Néphrome kystique multiloculaire de l'adulte : stratégie diagnostique et thérapeutique

02 juillet 2005

Mots clés : Néphrome kystique multiloculaire, tumeur rénale kystique.
Auteurs : SAMBUIS C., ALBOUY B., RIOPEL C., GOBET F., GRISE P., PFISTER C.
Référence : Prog Urol, 2005, 15, 315-318
Nous rapportons deux observations cliniques de néphrome kystique de l'adulte observées dans le service depuis 10 ans. Les données cliniques non spécifiques et le caractère peu informatif des examens d'imagerie contribuent à rendre difficile le diagnostic de cette affection rare. Seule l'étude anatomopathologique permet d'en affirmer le diagnostic et d'éliminer un carcinome rénal kystique multiloculaire ou d'un carcinome pseudokystique nécrotique. Au travers d'une synthèse de la littérature, les auteurs insistent sur les connaissances récentes physiopathologiques et immuno-histochimiques susceptibles d'améliorer la prise en charge de cette maladie bénigne pour laquelle une évolution néoplasique reste possible.

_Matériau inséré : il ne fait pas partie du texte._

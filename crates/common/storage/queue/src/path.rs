// Copyright 2025 Crrow
//
// Licensed under the Apache License, Version 2.0 (the "License");
// you may not use this file except in compliance with the License.
// You may obtain a copy of the License at
//
//      http://www.apache.org/licenses/LICENSE-2.0
//
// Unless required by applicable law or agreed to in writing, software
// distributed under the License is distributed on an "AS IS" BASIS,
// WITHOUT WARRANTIES OR CONDITIONS OF ANY KIND, either express or implied.
// See the License for the specific language governing permissions and
// limitations under the License.

//! Item file naming and directory scanning.
//!
//! Directory listing only ever looks at names. Entries may be renamed or
//! removed by other processes between the listing and any later use, so
//! nothing here opens or stats a file.

use std::path::{Path, PathBuf};

use snafu::ResultExt;

use crate::{Result, SequenceKey, error::ListDirSnafu};

/// Suffix marking a file as claimed: staged by a producer or owned by a
/// consumer.
pub const CLAIMED_SUFFIX: &str = ".lock";

/// State of an item file, as encoded in its name.
#[derive(Debug, Clone, Copy, PartialEq, Eq, PartialOrd, Ord)]
pub enum EntryState {
    /// Fully written and claimable.
    Visible,
    /// Mid-publish or owned by exactly one consumer.
    Claimed,
}

/// Returns `base/<key>`.
pub fn visible_path<P: AsRef<Path>>(base: P, key: SequenceKey) -> PathBuf {
    base.as_ref().join(key.to_string())
}

/// Returns `base/<key>.lock`.
pub fn claimed_path<P: AsRef<Path>>(base: P, key: SequenceKey) -> PathBuf {
    base.as_ref().join(format!("{key}{CLAIMED_SUFFIX}"))
}

/// Classifies a file name. Returns `None` for names the queue did not write.
pub fn classify(name: &str) -> Option<(SequenceKey, EntryState)> {
    match name.strip_suffix(CLAIMED_SUFFIX) {
        Some(stem) => stem.parse().ok().map(|key| (key, EntryState::Claimed)),
        None => name.parse().ok().map(|key| (key, EntryState::Visible)),
    }
}

/// Lists every item file under `base`, skipping foreign entries.
pub fn scan_entries<P: AsRef<Path>>(base: P) -> Result<Vec<(SequenceKey, EntryState)>> {
    let base = base.as_ref();
    let mut entries = Vec::new();

    for entry in std::fs::read_dir(base).context(ListDirSnafu { path: base })? {
        let entry = entry.context(ListDirSnafu { path: base })?;
        if let Some(item) = entry.file_name().to_str().and_then(classify) {
            entries.push(item);
        }
    }

    Ok(entries)
}

/// Lists the keys of visible items under `base`, unsorted.
pub fn scan_visible<P: AsRef<Path>>(base: P) -> Result<Vec<SequenceKey>> {
    Ok(scan_entries(base)?
        .into_iter()
        .filter_map(|(key, state)| (state == EntryState::Visible).then_some(key))
        .collect())
}

#[cfg(test)]
mod tests {
    use test_case::test_case;

    use super::*;

    fn key(timestamp: u64, tiebreak: u16) -> SequenceKey {
        SequenceKey::new(timestamp, tiebreak).unwrap()
    }

    #[test]
    fn test_paths() {
        let k = key(1_760_784_000_123_456, 42);
        assert_eq!(
            visible_path("/queue", k),
            PathBuf::from("/queue/1760784000123456-0042")
        );
        assert_eq!(
            claimed_path("/queue", k),
            PathBuf::from("/queue/1760784000123456-0042.lock")
        );
    }

    #[test_case("1760784000123456-0042", Some(EntryState::Visible) ; "visible")]
    #[test_case("1760784000123456-0042.lock", Some(EntryState::Claimed) ; "claimed")]
    #[test_case("1760784000123456-0042.lock.lock", None ; "double suffix")]
    #[test_case("notes.lock", None ; "foreign claimed")]
    #[test_case(".DS_Store", None ; "foreign hidden")]
    fn test_classify(name: &str, expected: Option<EntryState>) {
        assert_eq!(classify(name).map(|(_, state)| state), expected);
    }

    #[test]
    fn test_scan_entries_skips_foreign_files() {
        let temp_dir = tempfile::TempDir::new().unwrap();
        let base = temp_dir.path();

        std::fs::write(visible_path(base, key(1, 0)), b"a").unwrap();
        std::fs::write(visible_path(base, key(2, 0)), b"b").unwrap();
        std::fs::write(claimed_path(base, key(3, 0)), b"c").unwrap();
        std::fs::write(base.join("README"), b"not an item").unwrap();
        std::fs::create_dir(base.join("nested")).unwrap();

        let mut entries = scan_entries(base).unwrap();
        entries.sort();
        assert_eq!(
            entries,
            vec![
                (key(1, 0), EntryState::Visible),
                (key(2, 0), EntryState::Visible),
                (key(3, 0), EntryState::Claimed),
            ]
        );

        let mut visible = scan_visible(base).unwrap();
        visible.sort();
        assert_eq!(visible, vec![key(1, 0), key(2, 0)]);
    }

    #[test]
    fn test_scan_missing_directory_fails() {
        let temp_dir = tempfile::TempDir::new().unwrap();
        let missing = temp_dir.path().join("gone");

        let err = scan_visible(&missing).unwrap_err();
        assert!(matches!(err, crate::QueueError::ListDir { .. }));
    }
}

Le néphrome kystique encore appelé cystadénome ou néphroblastome bénin de l'adulte est une tumeur kystique bénigne du rein. Le problème de cette affection rare de l'adulte reste son diagnostic afin de proposer une chirurgie conservatrice (néphrectomie partielle). En effet, le cancer kystique du rein constitue le principal diagnostic différentiel pour lequel, la néphrectomie élargie première est le "gold standard". Nous rapportons notre expérience à partir de deux cas observés sur une période de 10 ans en y associant une synthèse de la littérature.

Observation

Cas N 1

Mme B. 56 ans ayant consulté pour une lombalgie gauche à type de coliques néphrétiques. A l'examen clinique il existait une masse lombaire gauche volumineuse avec une hématurie microscopique à la bandelette urinaire et un examen cytobactériologique des urines stérile. L'abdomen sans préparation n'objectivait ni calcification, ni anomalie de l'aire rénale ou des voies urinaires alors qu'à l'échographie rénale était mis en évidence une volumineuse masse kystique rénale de 11,5 cm de plus grand axe, au dépend du pôle supérieur du rein gauche, anéchogène, avec de nombreuses cloisons non hypervascularisées au doppler (Figure 1).

Figure 1 : Echographie d'une lésion kystique de néphrome multiloculaire.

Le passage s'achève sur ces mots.